The Weight $ W_{hq}\in R^{2h*q} $ and the Biases $ B_{q}\in R^{1*q}$ are the model parameters of the output layer. The number of hidden units in different directions can also be different.

The input data is $ x_{t} $ encoded by one-hot. If the model input data involves M knowledge components (such as knowledge points), each question has two results 0, 1 (corresponding to error and correct respectively), then the model input length is 2M. For example, suppose the knowledge component of a topic is i. If the answer is correct, the $(i+1)^{th}$ bit of the corresponding input is 1 and the remaining positions are 0; if the answer is wrong, the $i^{th}$ bit is 1 and the remaining positions are 0. The output of the model is $ y_{t} $, and the length is M, which corresponds to the degree of mastery of each knowledge component (corresponding to the correctness of the questions corresponding to the knowledge component).

4 Experiment

4.1 Datasets

The problem with the Skill Builder problem set is based on specific skills, and the question can have multiple skill tags. Students must answer three questions correctly to complete the assignment. If the student uses a guide (“Prompt” or “Resolve this issue as a step”), the issue will be flagged as incorrect.

We observed that the proportion of a few abnormal student data in the raw data was too high, and there was about 20% duplicate data in the ASSISTments data set. And when the problem involves multiple knowledge points, the same problem exists in the case of reusing data. So we cleaned the data and got a new data as input to our model. The statistics of the datasets are shown in Table 1.

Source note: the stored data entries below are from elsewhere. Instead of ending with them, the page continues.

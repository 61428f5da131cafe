//! Backend selection
//!
//! Deterministic fallback chain, attempted once per session:
//! remote spreadsheet, then local CSV file, then ephemeral memory.
//! Each downgrade records a notice for the status display; selection
//! itself never fails.

use crate::config::{MonetaPaths, Settings};
use crate::models::Transaction;

use super::{BackendKind, LocalCsvStore, MemoryStore, RemoteSheetStore, TransactionStore};

/// Result of running the fallback chain
pub struct BackendSelection {
    /// The active store
    pub store: Box<dyn TransactionStore>,
    /// The table as loaded from the active store
    pub table: Vec<Transaction>,
    /// Downgrade notices accumulated along the chain
    pub notices: Vec<String>,
}

impl BackendSelection {
    /// Backend indicator of the selected store
    pub fn kind(&self) -> BackendKind {
        self.store.kind()
    }
}

/// Run the fallback chain and return the first backend that initializes
pub fn select_backend(settings: &Settings, paths: &MonetaPaths) -> BackendSelection {
    let mut notices = Vec::new();

    match RemoteSheetStore::connect(&paths.credentials_file(), &settings.spreadsheet_name) {
        Ok((store, table)) => {
            return BackendSelection {
                store: Box::new(store),
                table,
                notices,
            }
        }
        Err(err) => {
            notices.push(format!(
                "Remote spreadsheet unavailable ({}); falling back to local file",
                err
            ));
        }
    }

    match open_local(paths) {
        Ok((store, table)) => {
            return BackendSelection {
                store: Box::new(store),
                table,
                notices,
            }
        }
        Err(err) => {
            notices.push(format!(
                "Local file unavailable ({}); using temporary in-memory table, \
                 changes will be lost on exit",
                err
            ));
        }
    }

    BackendSelection {
        store: Box::new(MemoryStore::new()),
        table: Vec::new(),
        notices,
    }
}

fn open_local(
    paths: &MonetaPaths,
) -> Result<(LocalCsvStore, Vec<Transaction>), crate::error::MonetaError> {
    paths.ensure_directories()?;
    let mut store = LocalCsvStore::open(paths.transactions_file())?;
    let table = store.load()?;
    Ok((store, table))
}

Table 1. The statistics of the datasets.

Full size table

In real life, students have a lot of behavioral characteristics in the process of answering questions. This information can be of great help in assessing student abilities and predicting the correctness of the next question. Therefore, we added overlap_time (time of student overlap time), hint_count (number of student attempts for this question), and first_action (type of first action: try or ask for a prompt) in the model.

4.2 Implementation of Model

We decided to build the model based on Python and using the Keras API. The focus of Keras’ development is to support rapid experimentation [7]. Ability to turn your ideas into experimental results with minimal delay. We implemented the model using the loss function used in the original DKT algorithm. Our hidden layer contains 200 hidden nodes. We use the Adam algorithm to optimize the stochastic objective function to speed up our training process. We set the batch size of each epoch to 100. We set Dropout to 0.4 to avoid over-fitting of the model and use 20% of the data set as a test dataset to verify model performance [4].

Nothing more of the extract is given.